Don’t you love a story about someone making big, sweeping changes and transforming their lives? It’s even better when it happens all at once... and quickly! Stories of transformation can be very inspirational and motivating and help us believe we can do it too. Sustainable change however, doesn’t usually happen as fast as we hope.
It’s not very exciting to think about going on 25 first dates before we meet that special someone. It feels like forever to reach our weight goal by losing a pound a week. It’s not so appealing to transform at a slower pace but it’s often the best route to success, and the fastest long term.
This is the first of a series of three articles written by Personal & Business Coach Christine Young, that illustrate what typically happens when we try to make too many changes, too fast and overcommit. There are very specific strategies to help set you up to successfully make those changes and sustain the results.
Often, people who have been 'trying' to achieve a change in their lives keep hitting the wall of self-sabotage. What happens and why don’t we stick to our commitments to make the changes we so badly say we want happen?
Here’s a story Christine heard from a client recently about her journey and desire to make important shifts in her life and stop procrastinating – let’s see what can be learned about how to stop self sabotaging thoughts.
Natalie's story: How to stop procrastinating
In the office conference room that Monday afternoon, Natalie sat through what she felt was another useless, completely boring never-ending meeting. She was feeling tired, restless and already depleted from the day. Natalie had spent the weekend having fun but as usual, she overindulged in sugar, alcohol and then there was last night’s pizza and ice cream.
She promised herself that today would be a reset. Not only a food reset but a new, “today I step up my game" attitude.
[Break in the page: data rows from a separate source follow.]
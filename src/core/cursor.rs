use nom::number::complete::{
    be_f32, be_f64, be_i16, be_i32, be_i64, be_i8, be_u16, be_u32, be_u64, be_u8,
};
use nom::IResult;

use crate::core::error::DecodeError;

/// Magnitudes below this decode to exactly 0.0; some producers emit
/// denormal garbage in unset histogram bins.
const DENORMAL_CUTOFF: f64 = 1e-300;

/// Positioned reader over an immutable byte buffer. All multi-byte reads are
/// big-endian; every read advances the position and fails with
/// [`DecodeError::TruncatedBuffer`] instead of running past the end.
#[derive(Debug, Clone)]
pub struct Cursor<'a> {
    buf: &'a [u8],
    pos: usize,
}

impl<'a> Cursor<'a> {
    pub fn new(buf: &'a [u8]) -> Self {
        Cursor { buf, pos: 0 }
    }

    pub fn with_pos(buf: &'a [u8], pos: usize) -> Self {
        Cursor { buf, pos }
    }

    pub fn pos(&self) -> usize {
        self.pos
    }

    /// Positions past the end are representable (a later byte-count
    /// realignment may point there); the next read reports truncation.
    pub fn set_pos(&mut self, pos: usize) {
        self.pos = pos;
    }

    pub fn skip(&mut self, n: usize) -> Result<(), DecodeError> {
        if self.pos + n > self.buf.len() {
            return Err(self.truncated());
        }
        self.pos += n;
        Ok(())
    }

    fn truncated(&self) -> DecodeError {
        DecodeError::TruncatedBuffer {
            offset: self.pos,
            len: self.buf.len(),
        }
    }

    fn rest(&self) -> &'a [u8] {
        self.buf.get(self.pos..).unwrap_or(&[])
    }

    /// Run a nom parser at the current position and advance past what it
    /// consumed. Keys and payloads thereby share one set of decoders.
    fn parse<O>(
        &mut self,
        p: impl FnOnce(&'a [u8]) -> IResult<&'a [u8], O>,
    ) -> Result<O, DecodeError> {
        match p(self.rest()) {
            Ok((rest, v)) => {
                self.pos = self.buf.len() - rest.len();
                Ok(v)
            }
            Err(_) => Err(self.truncated()),
        }
    }

    pub fn read_u8(&mut self) -> Result<u8, DecodeError> {
        self.parse(be_u8)
    }

    pub fn read_u16(&mut self) -> Result<u16, DecodeError> {
        self.parse(be_u16)
    }

    pub fn read_u32(&mut self) -> Result<u32, DecodeError> {
        self.parse(be_u32)
    }

    pub fn read_u64(&mut self) -> Result<u64, DecodeError> {
        self.parse(be_u64)
    }

    pub fn read_i8(&mut self) -> Result<i8, DecodeError> {
        self.parse(be_i8)
    }

    pub fn read_i16(&mut self) -> Result<i16, DecodeError> {
        self.parse(be_i16)
    }

    pub fn read_i32(&mut self) -> Result<i32, DecodeError> {
        self.parse(be_i32)
    }

    pub fn read_i64(&mut self) -> Result<i64, DecodeError> {
        self.parse(be_i64)
    }

    pub fn read_f32(&mut self) -> Result<f32, DecodeError> {
        let v = self.parse(be_f32)?;
        Ok(if (v.abs() as f64) < DENORMAL_CUTOFF {
            0.0
        } else {
            v
        })
    }

    pub fn read_f64(&mut self) -> Result<f64, DecodeError> {
        let v = self.parse(be_f64)?;
        Ok(if v.abs() < DENORMAL_CUTOFF { 0.0 } else { v })
    }

    /// NUL-terminated string. `max_len == 0` means unbounded; the terminator
    /// is consumed when present, a hit length cap leaves the position on the
    /// first unread byte.
    pub fn read_string(&mut self, max_len: usize) -> Result<String, DecodeError> {
        let rest = self.rest();
        let mut len = 0;
        loop {
            if max_len > 0 && len >= max_len {
                self.pos += len;
                break;
            }
            match rest.get(len) {
                Some(0) => {
                    self.pos += len + 1;
                    break;
                }
                Some(_) => len += 1,
                None => return Err(self.truncated()),
            }
        }
        Ok(String::from_utf8_lossy(&rest[..len]).into_owned())
    }

    /// Length-prefixed string: one length byte, with `0xFF` escaping to a
    /// four-byte length. Content starting with a NUL decodes as the empty
    /// string (the format's "null string" convention) but still advances by
    /// the declared length.
    pub fn read_tstring(&mut self) -> Result<String, DecodeError> {
        let len = self.read_u8()?;
        let len = if len == 0xFF {
            self.read_u32()? as usize
        } else {
            len as usize
        };
        let start = self.pos;
        self.skip(len)?;
        let bytes = &self.buf[start..start + len];
        if bytes.first() == Some(&0) {
            return Ok(String::new());
        }
        Ok(String::from_utf8_lossy(bytes).into_owned())
    }
}

#[cfg(test)]
mod tests {
    use super::*;

    #[test]
    fn primitives_round_trip() {
        let mut buf = Vec::new();
        buf.extend_from_slice(&0xdeadbeef_u32.to_be_bytes());
        buf.extend_from_slice(&(-513_i16).to_be_bytes());
        buf.extend_from_slice(&3.5_f64.to_be_bytes());
        buf.extend_from_slice(&(-1.25_f32).to_be_bytes());
        let mut cur = Cursor::new(&buf);
        assert_eq!(cur.read_u32().unwrap(), 0xdeadbeef);
        assert_eq!(cur.read_i16().unwrap(), -513);
        assert_eq!(cur.read_f64().unwrap(), 3.5);
        assert_eq!(cur.read_f32().unwrap(), -1.25);
        assert_eq!(cur.pos(), buf.len());
    }

    #[test]
    fn denormals_clamp_to_zero() {
        let mut buf = Vec::new();
        buf.extend_from_slice(&1e-310_f64.to_be_bytes());
        buf.extend_from_slice(&1e-301_f64.to_be_bytes());
        buf.extend_from_slice(&1e-299_f64.to_be_bytes());
        let mut cur = Cursor::new(&buf);
        assert_eq!(cur.read_f64().unwrap(), 0.0);
        assert_eq!(cur.read_f64().unwrap(), 0.0);
        assert_eq!(cur.read_f64().unwrap(), 1e-299);
    }

    #[test]
    fn reads_past_end_fail() {
        let buf = [0u8; 3];
        let mut cur = Cursor::new(&buf);
        assert!(matches!(
            cur.read_u32(),
            Err(DecodeError::TruncatedBuffer { .. })
        ));
        // a failed read does not advance
        assert_eq!(cur.pos(), 0);
        cur.set_pos(10);
        assert!(cur.read_u8().is_err());
    }

    #[test]
    fn tstring_short_and_escaped() {
        let mut buf = vec![3];
        buf.extend_from_slice(b"abc");
        let long = "x".repeat(300);
        buf.push(0xFF);
        buf.extend_from_slice(&300_u32.to_be_bytes());
        buf.extend_from_slice(long.as_bytes());
        buf.push(0); // zero-length string
        let mut cur = Cursor::new(&buf);
        assert_eq!(cur.read_tstring().unwrap(), "abc");
        assert_eq!(cur.read_tstring().unwrap(), long);
        assert_eq!(cur.read_tstring().unwrap(), "");
        assert_eq!(cur.pos(), buf.len());
    }

    #[test]
    fn tstring_leading_nul_is_empty() {
        let buf = [2, 0, 7, 9];
        let mut cur = Cursor::new(&buf);
        assert_eq!(cur.read_tstring().unwrap(), "");
        // still advanced by the declared length
        assert_eq!(cur.pos(), 3);
    }

    #[test]
    fn nul_terminated_string() {
        let buf = b"hello\0world";
        let mut cur = Cursor::new(buf);
        assert_eq!(cur.read_string(0).unwrap(), "hello");
        assert_eq!(cur.pos(), 6);
        assert_eq!(cur.read_string(3).unwrap(), "wor");
        assert_eq!(cur.pos(), 9);
    }
}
Natalie vowed to get up early, workout, meditate, be on time for everything, get focused at work and even make some fun, social plans.
The alarm went off at 6am that morning and Natalie pressed snooze. She overslept and didn’t workout or meditate but did manage a healthy smoothie for breakfast and a salad for lunch.
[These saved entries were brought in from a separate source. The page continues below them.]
use std::io::Read;

use flate2::bufread::ZlibDecoder;

use crate::core::error::DecodeError;

/// Size of the envelope header preceding every compressed record.
pub const HEADER_SIZE: usize = 9;

/// Sub-algorithm byte expected behind the zlib magics.
const Z_DEFLATED: u8 = 8;

#[derive(Debug, Clone, Copy, PartialEq, Eq)]
pub enum Algorithm {
    /// "ZL": zlib deflate.
    Zlib,
    /// "CS": the pre-zlib format; recognized but not inflatable.
    OldZlib,
    /// "XZ": lzma.
    Lzma,
    /// "L4": lz4 block behind an 8-byte checksum.
    Lz4,
}

/// Decoded 9-byte envelope header: 2-byte magic, 1-byte algorithm id,
/// 3-byte little-endian-assembled compressed size, 3 reserved bytes.
#[derive(Debug, Clone, Copy, PartialEq, Eq)]
pub struct EnvelopeHeader {
    pub algorithm: Algorithm,
    pub compressed: usize,
}

pub fn read_header(buf: &[u8]) -> Result<EnvelopeHeader, DecodeError> {
    if buf.len() < HEADER_SIZE {
        return Err(DecodeError::TruncatedBuffer {
            offset: buf.len(),
            len: buf.len(),
        });
    }
    let magic = [buf[0], buf[1]];
    let algo = buf[2];
    let algorithm = match (&magic, algo) {
        (b"ZL", Z_DEFLATED) => Algorithm::Zlib,
        (b"CS", Z_DEFLATED) => Algorithm::OldZlib,
        (b"XZ", 0) => Algorithm::Lzma,
        (b"L4", _) => Algorithm::Lz4,
        _ => return Err(DecodeError::UnsupportedCompression { magic, algo }),
    };
    let compressed = buf[3] as usize | (buf[4] as usize) << 8 | (buf[5] as usize) << 16;
    Ok(EnvelopeHeader {
        algorithm,
        compressed,
    })
}

/// Inflate one enveloped record. `declared_total` is the on-disk size the
/// directory entry claims for the record (header included); a disagreement
/// with the envelope's own size is an [`DecodeError::EnvelopeMismatch`].
pub fn inflate(buf: &[u8], declared_total: usize) -> Result<Vec<u8>, DecodeError> {
    let hdr = read_header(buf)?;
    if hdr.compressed + HEADER_SIZE != declared_total {
        return Err(DecodeError::EnvelopeMismatch {
            declared: declared_total,
            actual: hdr.compressed + HEADER_SIZE,
        });
    }
    let body = buf
        .get(HEADER_SIZE..HEADER_SIZE + hdr.compressed)
        .ok_or(DecodeError::TruncatedBuffer {
            offset: HEADER_SIZE + hdr.compressed,
            len: buf.len(),
        })?;
    let mut out = Vec::new();
    match hdr.algorithm {
        Algorithm::Zlib => {
            // the two bytes after the envelope header are zlib's own prefix
            ZlibDecoder::new(body)
                .read_to_end(&mut out)
                .map_err(|_| DecodeError::EnvelopeMismatch {
                    declared: declared_total,
                    actual: HEADER_SIZE,
                })?;
        }
        Algorithm::Lzma => {
            let mut reader = std::io::BufReader::new(body);
            lzma_rs::xz_decompress(&mut reader, &mut out).map_err(|_| {
                DecodeError::EnvelopeMismatch {
                    declared: declared_total,
                    actual: HEADER_SIZE,
                }
            })?;
        }
        Algorithm::Lz4 => {
            // 8 bytes of checksum precede the block
            let block = body.get(8..).ok_or(DecodeError::TruncatedBuffer {
                offset: HEADER_SIZE + 8,
                len: buf.len(),
            })?;
            out = lz4_compress::decompress(block).map_err(|_| DecodeError::EnvelopeMismatch {
                declared: declared_total,
                actual: HEADER_SIZE,
            })?;
        }
        Algorithm::OldZlib => {
            return Err(DecodeError::UnsupportedCompression {
                magic: *b"CS",
                algo: Z_DEFLATED,
            })
        }
    }
    Ok(out)
}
But now at 3pm, Natalie was hungry, tired, totally unmotivated and wanted something (anything) to get her through the rest of the workday. There were baked goods left over from an earlier meeting just sitting by the office printer. Natalie broke off a piece of the carrot muffin, “it’s just a small piece,” she thought. Many pieces later, topped off by a diet soda and potato chips, she felt bloated, completely unfocused and frustrated with herself.
That painful inner conversation began again, “What is wrong with me? Why did I just eat that? Now the whole day is blown. I promised myself I would get back on track today and I can’t get through one day. I don’t have any willpower or discipline. I’m tired, my clothes feel tight and I just don’t have the energy to even care right now. I really don’t have the energy to be great today. I just want to get through the day and go home.” She was ridden with low confidence.
After complaining to her work colleague and berating herself, Natalie rebounded, “I need a jumpstart! I know, I’ll start a juice cleanse tomorrow. That’s just what I need to kick my butt. A few days of juice and smoothies and I’ll feel like a new person. I’m so excited to start tomorrow.” And so develop self sabotaging behaviour patterns.
Feeling optimistic, Natalie grabbed a couple of pieces of chocolate out of the candy jar on her co-workers desk – after all tomorrow starts a new chapter and she won’t be able to indulge for a long time!
What do you think Natalie did the next day? Would you bet on her?
How to stop self sabotaging your goals
Here are some self destructive behavior signs to try and conquer.
1. Watch out for overcommitting
You vow to make multiple changes or one big change all at once. Remember, successful transformations usually happen gradually. It may not be exciting and may feel like too long a journey, but making small changes consistently over a period of time sets you up for success.
2. Stop giving up today and vowing to start over tomorrow
In the moment it’s easy to believe it’s 'just for today', but today is yesterday’s tomorrow. Do what you can now to set yourself up for success tomorrow.
3. Watch the conversation you have with yourself
You know that nagging voice in the head that says things about ourselves we probably wouldn’t say to our worst enemies? This pattern of negativity and feeling bad causes the very behavior you are trying to change to continue. The worse you feel about yourself the less likely you are to focus on the positive and take the actions you want.
4. Question and challenge your excuses
Must you skip your workout because you feel tired? Does the sugar really make you feel refreshed and calmer when you are stressed? Be honest with yourself and challenge the reasons you use to get off the hook from keeping commitments.
5. Stick to your promises
The more you break your word, the less you believe in your ability to create and sustain change. Losing trust and confidence in yourself to follow through is a major roadblock to making positive changes. How powerful would it be if you could trust yourself to follow through on every commitment?